Em pouco mais de duas décadas, o Brasil destituiu dois chefes de Estado via impeachment. Esse dado é um sintoma claro das tensões em nosso sistema presidencialista e da juventude de nossa democracia.
Em ano eleitoral, um registro histórico se faz necessário: desde a redemocratização, apenas uma vez um presidente eleito pelo voto popular recebeu a faixa de outro também eleito e a transmitiu ao sucessor nas mesmas condições.

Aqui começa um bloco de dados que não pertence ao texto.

//! PostgreSQL alert store

use super::{AlertStore, ChannelProcessingState, StoredAlert};
use crate::config::PostgresConfig;
use crate::error::{BackendError, StoreError};
use async_trait::async_trait;
use chrono::{DateTime, Utc};
use sqlx::postgres::{PgConnectOptions, PgPool, PgPoolOptions, PgSslMode};
use std::time::Duration;
use tracing::info;

pub struct PostgresAlertStore {
    pool: PgPool,
    alerts_table: String,
    channel_state_table: String,
}

/// Table names are interpolated into SQL, so only plain identifiers are allowed.
fn check_identifier(name: &str) -> Result<(), BackendError> {
    let valid = !name.is_empty()
        && name.len() <= 63
        && name.chars().all(|c| c.is_ascii_alphanumeric() || c == '_')
        && !name.starts_with(|c: char| c.is_ascii_digit());

    if valid {
        Ok(())
    } else {
        Err(BackendError::Connect {
            backend: "postgres",
            message: format!("invalid table name {name:?}"),
        })
    }
}

fn db_err(e: sqlx::Error) -> StoreError {
    StoreError::Database(e.to_string())
}

impl PostgresAlertStore {
    pub async fn connect(config: &PostgresConfig) -> Result<Self, BackendError> {
        check_identifier(&config.alerts_table)?;
        check_identifier(&config.channel_processing_state_table)?;

        let ssl_mode: PgSslMode = config.ssl_mode.parse().map_err(|e: sqlx::Error| BackendError::Connect {
            backend: "postgres",
            message: format!("invalid ssl mode {:?}: {e}", config.ssl_mode),
        })?;

        let mut options = PgConnectOptions::new()
            .host(&config.host)
            .port(config.port)
            .ssl_mode(ssl_mode);
        if !config.user.is_empty() {
            options = options.username(&config.user);
        }
        if !config.password.is_empty() {
            options = options.password(&config.password);
        }
        if !config.database.is_empty() {
            options = options.database(&config.database);
        }

        let pool = PgPoolOptions::new()
            .max_connections(8)
            .acquire_timeout(Duration::from_secs(10))
            .connect_with(options)
            .await
            .map_err(|e| BackendError::Connect {
                backend: "postgres",
                message: e.to_string(),
            })?;

        info!(host = %config.host, port = config.port, database = %config.database, "Connected to PostgreSQL");

        Ok(Self {
            pool,
            alerts_table: config.alerts_table.clone(),
            channel_state_table: config.channel_processing_state_table.clone(),
        })
    }
}

#[async_trait]
impl AlertStore for PostgresAlertStore {
    fn name(&self) -> &'static str {
        "postgres"
    }

    async fn init(&self) -> Result<(), StoreError> {
        let alerts = format!(
            "CREATE TABLE IF NOT EXISTS {} (
                id TEXT PRIMARY KEY,
                channel_id TEXT NOT NULL,
                correlation_id TEXT,
                received_at TIMESTAMPTZ NOT NULL,
                body TEXT NOT NULL
            )",
            self.alerts_table
        );
        let channel_state = format!(
            "CREATE TABLE IF NOT EXISTS {} (
                channel_id TEXT PRIMARY KEY,
                created TIMESTAMPTZ NOT NULL,
                last_processed TIMESTAMPTZ NOT NULL,
                processed_alerts BIGINT NOT NULL
            )",
            self.channel_state_table
        );

        sqlx::query(&alerts).execute(&self.pool).await.map_err(db_err)?;
        sqlx::query(&channel_state).execute(&self.pool).await.map_err(db_err)?;

        info!(
            alerts_table = %self.alerts_table,
            channel_state_table = %self.channel_state_table,
            "PostgreSQL tables ready"
        );
        Ok(())
    }

    async fn save_alert(&self, alert: &StoredAlert) -> Result<(), StoreError> {
        let sql = format!(
            "INSERT INTO {} (id, channel_id, correlation_id, received_at, body)
             VALUES ($1, $2, $3, $4, $5)
             ON CONFLICT (id) DO NOTHING",
            self.alerts_table
        );

        sqlx::query(&sql)
            .bind(&alert.id)
            .bind(&alert.channel_id)
            .bind(&alert.correlation_id)
            .bind(alert.received_at)
            .bind(&alert.body)
            .execute(&self.pool)
            .await
            .map_err(db_err)?;

        Ok(())
    }

    async fn channel_processing_state(
        &self,
        channel_id: &str,
    ) -> Result<Option<ChannelProcessingState>, StoreError> {
        let sql = format!(
            "SELECT channel_id, created, last_processed, processed_alerts FROM {} WHERE channel_id = $1",
            self.channel_state_table
        );

        let row: Option<(String, DateTime<Utc>, DateTime<Utc>, i64)> = sqlx::query_as(&sql)
            .bind(channel_id)
            .fetch_optional(&self.pool)
            .await
            .map_err(db_err)?;

        Ok(row.map(|(channel_id, created, last_processed, processed)| ChannelProcessingState {
            channel_id,
            created,
            last_processed,
            processed_alerts: u64::try_from(processed).unwrap_or(0),
        }))
    }

    async fn save_channel_processing_state(
        &self,
        state: &ChannelProcessingState,
    ) -> Result<(), StoreError> {
        let sql = format!(
            "INSERT INTO {} (channel_id, created, last_processed, processed_alerts)
             VALUES ($1, $2, $3, $4)
             ON CONFLICT (channel_id) DO UPDATE
             SET last_processed = EXCLUDED.last_processed,
                 processed_alerts = EXCLUDED.processed_alerts",
            self.channel_state_table
        );

        sqlx::query(&sql)
            .bind(&state.channel_id)
            .bind(state.created)
            .bind(state.last_processed)
            .bind(i64::try_from(state.processed_alerts).unwrap_or(i64::MAX))
            .execute(&self.pool)
            .await
            .map_err(db_err)?;

        Ok(())
    }
}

Refiro-me ao ciclo entre Fernando Henrique Cardoso, Luiz Inácio Lula da Silva e Dilma Rousseff. Fora esse intervalo, nossa história recente foi marcada por sucessões via vice-presidência, a exemplo de FHC que recebeu a faixa de Itamar Franco (eleito vice-presidente) e Jair Messias Bolsonaro de Michel Temer (eleito vice-presidente).
Diante desse cenário de instabilidade, surge o debate sobre o Recall Eleitoral.
Diferente do termo usado pela indústria para corrigir defeitos em produtos, o Recall no Direito é o instituto que permite ao eleitorado revogar o mandato de um político antes do prazo final. É, em essência, o direito de "deseleger".
A principal diferença entre o Recall com o Impeachment:
- - O Impeachment é um processo jurídico-político conduzido pelo Legislativo, que exige a comprovação de um "crime de responsabilidade".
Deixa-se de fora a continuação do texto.